Respiro hondo, sin querer hacerlo muy evidente.
—Luego bajó. Se detuvo. Me miró. Me preguntó por ti.
Me tenso.
—¿Qué le dijiste?
—Que no estabas. Que no sabía dónde estabas.
Traga saliva otra vez.
—Supongo que me creyeron, porque se fueron.
Los ojos de mi madre están húmedos. No me mira, pero su respiración entrecortada y el leve temblor en sus manos lo dicen todo.
La emoción me sube de golpe. Parpadeo, respiro hondo.
Me inclino hacia ella y le acaricio el brazo, con cuidado.
—Perdóname… por no estar aquí —digo apenas, con la voz ronca, algo rota—. Me alegra tanto que estés bien, mamá…
Ella no dice nada. No hace falta. Solo estamos ahí, las dos, respirando en ese silencio tenso que no necesita explicarse.
Pero entonces lo escucho.
Unos pasos retumban en el piso de madera. Lentos. Firmes.
Me enderezo de inmediato, sin pensarlo. El cuerpo se me tensa al instante. Giro hacia el pasillo. El corazón empieza a golpear más rápido. No lo controlo.

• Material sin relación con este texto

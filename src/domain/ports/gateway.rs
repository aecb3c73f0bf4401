//! Gateway event sum type and variant filters.

use chrono::{DateTime, Utc};

use crate::domain::entities::{
    Channel, ChannelId, ConversationSummary, Guild, GuildId, Member, Message, MessageId,
    ReactionEmoji, ReadState, User, UserId,
};

bitflags::bitflags! {
    /// Variant-set filter for event subscriptions. An empty filter matches
    /// every event.
    #[derive(Debug, Clone, Copy, PartialEq, Eq, Default)]
    pub struct EventFilter: u32 {
        /// Ready.
        const READY = 1 << 0;
        /// MessageCreate.
        const MESSAGE_CREATE = 1 << 1;
        /// MessageUpdate.
        const MESSAGE_UPDATE = 1 << 2;
        /// MessageDelete.
        const MESSAGE_DELETE = 1 << 3;
        /// MessageDeleteBulk.
        const MESSAGE_DELETE_BULK = 1 << 4;
        /// ReactionAdd.
        const REACTION_ADD = 1 << 5;
        /// ReactionRemove.
        const REACTION_REMOVE = 1 << 6;
        /// ReactionRemoveAll.
        const REACTION_REMOVE_ALL = 1 << 7;
        /// ReactionRemoveEmoji.
        const REACTION_REMOVE_EMOJI = 1 << 8;
        /// TypingStart.
        const TYPING_START = 1 << 9;
        /// GuildUpdate.
        const GUILD_UPDATE = 1 << 10;
        /// ChannelCreate.
        const CHANNEL_CREATE = 1 << 11;
        /// ChannelUpdate.
        const CHANNEL_UPDATE = 1 << 12;
        /// ChannelDelete.
        const CHANNEL_DELETE = 1 << 13;
        /// ThreadCreate.
        const THREAD_CREATE = 1 << 14;
        /// ThreadUpdate.
        const THREAD_UPDATE = 1 << 15;
        /// ThreadDelete.
        const THREAD_DELETE = 1 << 16;
        /// ThreadListSync.
        const THREAD_LIST_SYNC = 1 << 17;
        /// GuildMemberAdd.
        const GUILD_MEMBER_ADD = 1 << 18;
        /// GuildMemberUpdate.
        const GUILD_MEMBER_UPDATE = 1 << 19;
        /// GuildMemberRemove.
        const GUILD_MEMBER_REMOVE = 1 << 20;
        /// GuildMembersChunk.
        const GUILD_MEMBERS_CHUNK = 1 << 21;
        /// ReadStateUpdate.
        const READ_STATE_UPDATE = 1 << 22;
        /// ConversationSummaryUpdate.
        const CONVERSATION_SUMMARY_UPDATE = 1 << 23;

        /// Every message lifecycle variant.
        const MESSAGES = Self::MESSAGE_CREATE.bits()
            | Self::MESSAGE_UPDATE.bits()
            | Self::MESSAGE_DELETE.bits()
            | Self::MESSAGE_DELETE_BULK.bits();
        /// Every reaction variant.
        const REACTIONS = Self::REACTION_ADD.bits()
            | Self::REACTION_REMOVE.bits()
            | Self::REACTION_REMOVE_ALL.bits()
            | Self::REACTION_REMOVE_EMOJI.bits();
        /// Every member variant.
        const MEMBERS = Self::GUILD_MEMBER_ADD.bits()
            | Self::GUILD_MEMBER_UPDATE.bits()
            | Self::GUILD_MEMBER_REMOVE.bits()
            | Self::GUILD_MEMBERS_CHUNK.bits();
    }
}

impl EventFilter {
    /// Returns whether the filter matches the given event. An empty filter
    /// matches everything.
    #[must_use]
    pub fn matches(self, event: &Event) -> bool {
        self.is_empty() || self.intersects(event.kind())
    }
}

/// Events delivered by the platform gateway, already decoded from the wire.
#[derive(Debug, Clone)]
#[allow(clippy::large_enum_variant)]
pub enum Event {
    /// Session established.
    Ready {
        /// The current user.
        user: User,
        /// Read states for every known channel.
        read_states: Vec<ReadState>,
    },
    /// A message was posted. Carries the echoed nonce for local sends.
    MessageCreate {
        /// The new message.
        message: Message,
        /// Resolved member of the author, when available.
        member: Option<Member>,
    },
    /// A message was edited.
    MessageUpdate {
        /// The updated message.
        message: Message,
    },
    /// A message was deleted.
    MessageDelete {
        /// Channel of the deleted message.
        channel_id: ChannelId,
        /// The deleted message.
        message_id: MessageId,
        /// Guild, if any.
        guild_id: Option<GuildId>,
    },
    /// Several messages were deleted at once.
    MessageDeleteBulk {
        /// Channel of the deleted messages.
        channel_id: ChannelId,
        /// The deleted messages.
        message_ids: Vec<MessageId>,
        /// Guild, if any.
        guild_id: Option<GuildId>,
    },
    /// A reaction was added.
    ReactionAdd {
        /// Channel of the message.
        channel_id: ChannelId,
        /// The reacted message.
        message_id: MessageId,
        /// Reacting user.
        user_id: UserId,
        /// The emoji.
        emoji: ReactionEmoji,
    },
    /// A reaction was removed.
    ReactionRemove {
        /// Channel of the message.
        channel_id: ChannelId,
        /// The message.
        message_id: MessageId,
        /// Un-reacting user.
        user_id: UserId,
        /// The emoji.
        emoji: ReactionEmoji,
    },
    /// All reactions were removed from a message.
    ReactionRemoveAll {
        /// Channel of the message.
        channel_id: ChannelId,
        /// The message.
        message_id: MessageId,
    },
    /// All reactions with one emoji were removed from a message.
    ReactionRemoveEmoji {
        /// Channel of the message.
        channel_id: ChannelId,
        /// The message.
        message_id: MessageId,
        /// The emoji.
        emoji: ReactionEmoji,
    },
    /// A user started typing.
    TypingStart {
        /// Channel being typed in.
        channel_id: ChannelId,
        /// Guild, if any.
        guild_id: Option<GuildId>,
        /// Typing user.
        user_id: UserId,
        /// Resolved member, when available.
        member: Option<Member>,
        /// When typing started.
        timestamp: DateTime<Utc>,
    },
    /// Guild metadata changed.
    GuildUpdate {
        /// The updated guild.
        guild: Guild,
    },
    /// A channel was created.
    ChannelCreate {
        /// The new channel.
        channel: Channel,
    },
    /// A channel changed.
    ChannelUpdate {
        /// The updated channel.
        channel: Channel,
    },
    /// A channel was deleted.
    ChannelDelete {
        /// The deleted channel.
        channel_id: ChannelId,
        /// Guild, if any.
        guild_id: Option<GuildId>,
    },
    /// A thread was created.
    ThreadCreate {
        /// The new thread.
        channel: Channel,
    },
    /// A thread changed.
    ThreadUpdate {
        /// The updated thread.
        channel: Channel,
    },
    /// A thread was deleted.
    ThreadDelete {
        /// The deleted thread.
        channel_id: ChannelId,
        /// Parent channel of the thread.
        parent_id: Option<ChannelId>,
        /// Guild, if any.
        guild_id: Option<GuildId>,
    },
    /// Active threads synced for a guild.
    ThreadListSync {
        /// The guild.
        guild_id: GuildId,
        /// Active threads.
        threads: Vec<Channel>,
    },
    /// A member joined.
    GuildMemberAdd {
        /// The new member.
        member: Member,
    },
    /// A member changed.
    GuildMemberUpdate {
        /// The updated member.
        member: Member,
    },
    /// A member left.
    GuildMemberRemove {
        /// The guild.
        guild_id: GuildId,
        /// The departed user.
        user_id: UserId,
    },
    /// A requested chunk of members arrived.
    GuildMembersChunk {
        /// The guild.
        guild_id: GuildId,
        /// The members.
        members: Vec<Member>,
    },
    /// A channel's read cursor moved.
    ReadStateUpdate {
        /// The new read state.
        read_state: ReadState,
    },
    /// Conversation summaries were generated or revised.
    ConversationSummaryUpdate {
        /// Channel the summaries belong to.
        channel_id: ChannelId,
        /// The summaries.
        summaries: Vec<ConversationSummary>,
    },
}

impl Event {
    /// Returns the single-bit filter for this event's variant.
    #[must_use]
    pub const fn kind(&self) -> EventFilter {
        match self {
            Self::Ready { .. } => EventFilter::READY,
            Self::MessageCreate { .. } => EventFilter::MESSAGE_CREATE,
            Self::MessageUpdate { .. } => EventFilter::MESSAGE_UPDATE,
            Self::MessageDelete { .. } => EventFilter::MESSAGE_DELETE,
            Self::MessageDeleteBulk { .. } => EventFilter::MESSAGE_DELETE_BULK,
            Self::ReactionAdd { .. } => EventFilter::REACTION_ADD,
            Self::ReactionRemove { .. } => EventFilter::REACTION_REMOVE,
            Self::ReactionRemoveAll { .. } => EventFilter::REACTION_REMOVE_ALL,
            Self::ReactionRemoveEmoji { .. } => EventFilter::REACTION_REMOVE_EMOJI,
            Self::TypingStart { .. } => EventFilter::TYPING_START,
            Self::GuildUpdate { .. } => EventFilter::GUILD_UPDATE,
            Self::ChannelCreate { .. } => EventFilter::CHANNEL_CREATE,
            Self::ChannelUpdate { .. } => EventFilter::CHANNEL_UPDATE,
            Self::ChannelDelete { .. } => EventFilter::CHANNEL_DELETE,
            Self::ThreadCreate { .. } => EventFilter::THREAD_CREATE,
            Self::ThreadUpdate { .. } => EventFilter::THREAD_UPDATE,
            Self::ThreadDelete { .. } => EventFilter::THREAD_DELETE,
            Self::ThreadListSync { .. } => EventFilter::THREAD_LIST_SYNC,
            Self::GuildMemberAdd { .. } => EventFilter::GUILD_MEMBER_ADD,
            Self::GuildMemberUpdate { .. } => EventFilter::GUILD_MEMBER_UPDATE,
            Self::GuildMemberRemove { .. } => EventFilter::GUILD_MEMBER_REMOVE,
            Self::GuildMembersChunk { .. } => EventFilter::GUILD_MEMBERS_CHUNK,
            Self::ReadStateUpdate { .. } => EventFilter::READ_STATE_UPDATE,
            Self::ConversationSummaryUpdate { .. } => {
                EventFilter::CONVERSATION_SUMMARY_UPDATE
            }
        }
    }

    /// Returns the channel the event concerns, if any.
    #[must_use]
    pub fn channel_id(&self) -> Option<ChannelId> {
        match self {
            Self::MessageCreate { message, .. } | Self::MessageUpdate { message } => {
                Some(message.channel_id())
            }
            Self::ChannelCreate { channel }
            | Self::ChannelUpdate { channel }
            | Self::ThreadCreate { channel }
            | Self::ThreadUpdate { channel } => Some(channel.id()),
            Self::MessageDelete { channel_id, .. }
            | Self::MessageDeleteBulk { channel_id, .. }
            | Self::ReactionAdd { channel_id, .. }
            | Self::ReactionRemove { channel_id, .. }
            | Self::ReactionRemoveAll { channel_id, .. }
            | Self::ReactionRemoveEmoji { channel_id, .. }
            | Self::TypingStart { channel_id, .. }
            | Self::ChannelDelete { channel_id, .. }
            | Self::ThreadDelete { channel_id, .. }
            | Self::ConversationSummaryUpdate { channel_id, .. } => Some(*channel_id),
            Self::ReadStateUpdate { read_state } => Some(read_state.channel_id),
            _ => None,
        }
    }

    /// Returns the guild the event concerns, if any.
    #[must_use]
    pub fn guild_id(&self) -> Option<GuildId> {
        match self {
            Self::MessageCreate { message, .. } | Self::MessageUpdate { message } => {
                message.guild_id()
            }
            Self::ChannelCreate { channel }
            | Self::ChannelUpdate { channel }
            | Self::ThreadCreate { channel }
            | Self::ThreadUpdate { channel } => channel.guild_id(),
            Self::MessageDelete { guild_id, .. }
            | Self::MessageDeleteBulk { guild_id, .. }
            | Self::TypingStart { guild_id, .. }
            | Self::ChannelDelete { guild_id, .. }
            | Self::ThreadDelete { guild_id, .. } => *guild_id,
            Self::GuildUpdate { guild } => Some(guild.id()),
            Self::GuildMemberAdd { member } | Self::GuildMemberUpdate { member } => {
                Some(member.guild_id())
            }
            Self::GuildMemberRemove { guild_id, .. }
            | Self::GuildMembersChunk { guild_id, .. }
            | Self::ThreadListSync { guild_id, .. } => Some(*guild_id),
            _ => None,
        }
    }
}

No sé quién viene. Y por un segundo, me preparo para lo peor.
Hasta que aparecen ellos.
Aiden y Ashton están de pie en la entrada. Quietos. Sin decir palabra.
Exhalo por la nariz. El cuerpo me cede un poco. Siento los hombros bajar, sin esfuerzo. Parpadeo despacio y vuelvo a mirar a mi madre, que no se ha movido.
Me agacho de nuevo a su lado. Más cerca.
—¿Pudiste verles bien? —pregunto en voz baja, con algo más de control—. ¿Los habías visto antes?